Bo Nix had just played the final game of his rookie regular season when head coach Sean Payton found him on the sidelines.
They shared a few words, then a fist bump.
There was no big celebration, no extended embrace.
The meaning came through loud and clear.
Sunday task: completed.
First real step for the Broncos duo: In the books.
Satisfied that they simply exceeded expectations in their first year together? No chance.
The Broncos’ eight-season playoff drought is thankfully over. They only needed to win one of their final three games of the season to cement their place in the AFC playoff field and did so on their last chance Sunday by putting up a score of 38 -0 on a Kansas City team playing without three future Hall of Famers. and 13 regulars in all.
Denver treated the 76,489 people in attendance at Empower Field to a celebration that was both cathartic and raucous, and in doing so, ushered in a series of firsts.
First playoff appearance for the Walton-Penner ownership group, who received game balls from Payton in the postgame locker room.
It’s also the first time for the team’s elder statesmen, left tackle Garett Bolles and wide receiver Courtland Sutton.
Perhaps most compelling: a first time in the big dance for the Broncos’ coach and quarterback duo, who believe they’ll be doing it regularly for the foreseeable future.
“Our goal wasn’t just to make the playoffs,” Nix said Sunday. “It hasn’t been done in a while, but it’s for so much more than that.
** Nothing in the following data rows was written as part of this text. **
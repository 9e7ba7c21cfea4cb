//! Final destination of a completed run.

use crate::phase::Phase;
use crate::state::{ProcessState, VersionEntry};
use crate::worker::{DomainInput, WorkerOutput};
use anyhow::{Context, Result};
use async_trait::async_trait;
use chrono::{DateTime, Utc};
use serde::{Deserialize, Serialize};
use std::collections::BTreeMap;
use std::path::{Path, PathBuf};
use std::sync::Mutex;
use uuid::Uuid;

/// Everything a renderer needs to produce the final documents.
#[derive(Debug, Clone, PartialEq, Serialize, Deserialize)]
pub struct ProcessArtifact {
    pub run_id: Uuid,
    pub project_name: String,
    pub document_version: String,
    pub version_history: Vec<VersionEntry>,
    pub completed_phases: Vec<Phase>,
    /// Deliverables merged by key across all outputs, later outputs winning.
    pub consolidated: BTreeMap<String, serde_json::Value>,
    pub worker_outputs: Vec<WorkerOutput>,
    pub warnings: Vec<String>,
    pub generated_at: DateTime<Utc>,
}

impl ProcessArtifact {
    pub fn from_state(state: &ProcessState, input: &DomainInput) -> Self {
        Self {
            run_id: state.run_id(),
            project_name: input.project_name.clone(),
            document_version: state.document_version().to_string(),
            version_history: state.version_history().to_vec(),
            completed_phases: state.completed_phases().to_vec(),
            consolidated: state.consolidated().clone(),
            worker_outputs: state.worker_outputs().to_vec(),
            warnings: state.warnings().to_vec(),
            generated_at: Utc::now(),
        }
    }
}

#[async_trait]
pub trait ArtifactSink: Send + Sync {
    async fn deliver(&self, artifact: &ProcessArtifact) -> Result<()>;
}

/// Writes `process_artifact_<timestamp>.json` into a directory.
#[derive(Debug, Clone)]
pub struct JsonArtifactSink {
    dir: PathBuf,
}

impl JsonArtifactSink {
    pub fn new(dir: PathBuf) -> Self {
        Self { dir }
    }

    pub fn dir(&self) -> &Path {
        &self.dir
    }

    pub fn file_name(artifact: &ProcessArtifact) -> String {
        format!(
            "process_artifact_{}.json",
            artifact.generated_at.format("%Y%m%d_%H%M%S")
        )
    }
}

#[async_trait]
impl ArtifactSink for JsonArtifactSink {
    async fn deliver(&self, artifact: &ProcessArtifact) -> Result<()> {
        tokio::fs::create_dir_all(&self.dir)
            .await
            .with_context(|| format!("Failed to create artifact directory: {}", self.dir.display()))?;

        let path = self.dir.join(Self::file_name(artifact));
        let json = serde_json::to_string_pretty(artifact).context("Failed to encode artifact")?;
        tokio::fs::write(&path, json)
            .await
            .with_context(|| format!("Failed to write artifact: {}", path.display()))?;

        tracing::info!(path = %path.display(), "artifact written");
        Ok(())
    }
}

/// Keeps delivered artifacts in memory.
#[derive(Debug, Default)]
pub struct MemoryArtifactSink {
    delivered: Mutex<Vec<ProcessArtifact>>,
}

impl MemoryArtifactSink {
    pub fn new() -> Self {
        Self::default()
    }

    pub fn delivered(&self) -> Vec<ProcessArtifact> {
        self.delivered.lock().map(|d| d.clone()).unwrap_or_default()
    }
}

#[async_trait]
impl ArtifactSink for MemoryArtifactSink {
    async fn deliver(&self, artifact: &ProcessArtifact) -> Result<()> {
        self.delivered
            .lock()
            .map_err(|e| anyhow::anyhow!("Artifact lock poisoned: {}", e))?
            .push(artifact.clone());
        Ok(())
    }
}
We are excited about this opportunity. It’s going to be hard.
“But we have a game to play.”
If the 24-year-old rookie felt pressure before Sunday’s must-win, he didn’t show it.
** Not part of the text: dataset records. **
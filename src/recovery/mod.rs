//! Retry, backoff and run-wide error accounting.
//!
//! [`ErrorHandler::execute_with_retry`] wraps each phase's worker fan-out:
//! transient [`WorkerError`](crate::errors::WorkerError)s are recorded and
//! retried with exponential backoff until the phase's counter in
//! `retry_attempts` reaches `max_retry_count`. Revision cycles charge the
//! same counter through [`ErrorHandler::register_revision`].

mod handler;
mod report;

pub use handler::{ERROR_THRESHOLD, ErrorHandler, RETRY_THRESHOLD, increment_version};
Nix put on a clinic against a large number of Chiefs backups and role players. He and the Broncos offense ran down the field from the start.
“The quarterback really got going,” Payton said.
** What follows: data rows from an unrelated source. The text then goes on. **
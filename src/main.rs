use anyhow::{Context, Result};
use clap::{Args, Parser, Subcommand};
use reqflow::logging::{LogFormat, init_tracing};
use std::path::PathBuf;

mod cmd;

#[derive(Parser)]
#[command(name = "reqflow")]
#[command(version, about = "Drive expert workers through gated, versioned requirement phases")]
pub struct Cli {
    #[arg(short, long, global = true)]
    pub verbose: bool,

    /// Log line format written to stderr (or --log-file)
    #[arg(long, value_enum, default_value_t = LogFormat::Compact, global = true)]
    pub log_format: LogFormat,

    /// Write logs to this file instead of stderr
    #[arg(long, global = true)]
    pub log_file: Option<PathBuf>,

    #[arg(long, global = true)]
    pub project_dir: Option<PathBuf>,

    #[command(subcommand)]
    pub command: Commands,
}

#[derive(Subcommand)]
pub enum Commands {
    /// Run the requirement process for a project brief
    Run(RunArgs),
    /// Print the phase plan and the workers attached to each phase
    Phases {
        /// Show the plan without review gates
        #[arg(long)]
        linear: bool,
    },
    /// View or validate configuration
    Config {
        #[command(subcommand)]
        command: Option<ConfigCommands>,
    },
    /// List emergency snapshots written by failed runs
    Checkpoints {
        /// Delete all stored snapshots
        #[arg(long)]
        clear: bool,
    },
}

#[derive(Args, Clone, Debug)]
pub struct RunArgs {
    /// Project brief (.json, .yaml or .yml)
    #[arg(short, long)]
    pub input: PathBuf,

    /// Skip review gates
    #[arg(long)]
    pub linear: bool,

    /// Approve every review without asking
    #[arg(long)]
    pub auto_approve: bool,

    /// Retry and revision budget per phase
    #[arg(long)]
    pub max_retries: Option<u32>,

    /// Base backoff delay in seconds, doubled on each retry
    #[arg(long)]
    pub backoff: Option<f64>,

    /// Per-worker timeout in seconds
    #[arg(long)]
    pub worker_timeout: Option<u64>,

    /// Read review answers from this file, one per line, instead of prompting
    #[arg(long)]
    pub answers: Option<PathBuf>,

    /// Directory for the final artifact (overrides [output] artifact_dir)
    #[arg(short, long)]
    pub output: Option<PathBuf>,
}

#[derive(Subcommand, Clone)]
pub enum ConfigCommands {
    /// Show current configuration
    Show,
    /// Validate configuration and show any warnings
    Validate,
    /// Initialize a default reqflow.toml file
    Init,
}

#[tokio::main]
async fn main() -> Result<()> {
    let cli = Cli::parse();
    let _log_guard = init_tracing(cli.verbose, cli.log_format, cli.log_file.as_deref())?;

    let project_dir = match cli.project_dir.clone() {
        Some(dir) => dir,
        None => std::env::current_dir().context("Failed to get current directory")?,
    };

    match &cli.command {
        Commands::Run(args) => cmd::cmd_run(&cli, &project_dir, args).await?,
        Commands::Phases { linear } => cmd::cmd_phases(&project_dir, *linear)?,
        Commands::Config { command } => cmd::cmd_config(&project_dir, command.clone())?,
        Commands::Checkpoints { clear } => cmd::cmd_checkpoints(&project_dir, *clear)?,
    }

    Ok(())
}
Nix completed his first 18 passes, a franchise record, to start the game, and only saw the ball hit the ground on the final offensive play of the first half when he missed a wide-open Javonte Williams for which would have been a touchdown.
“I’ll be upset for a while that I missed number 19 (completed) to Javonte for a touchdown,” Nix said.
The quarterback, however, finished his day 26 of 29 for a career-high 321 yards and four touchdowns. The Broncos converted 10 of 14 on third down, picked up two more conversions on fourth down and scored on six of Nix’s seven possessions.
More than a gaudy stat line, Nix delivered what he has throughout his first NFL season: a belief, confidence and swagger that much more experienced players gravitate toward.
“It’s just about playing hard, playing well and playing with confidence,” Nix said. “So when guys need a pitch or something, all I can do is provide it for them. They don’t really care about the words I use or all those cool speeches I might give. They just want to see me go out there and compete, play hard and win games.
This team was supposed to be in rebuild mode. Las Vegas set Denver’s win total at 5.5. Many took the plunge.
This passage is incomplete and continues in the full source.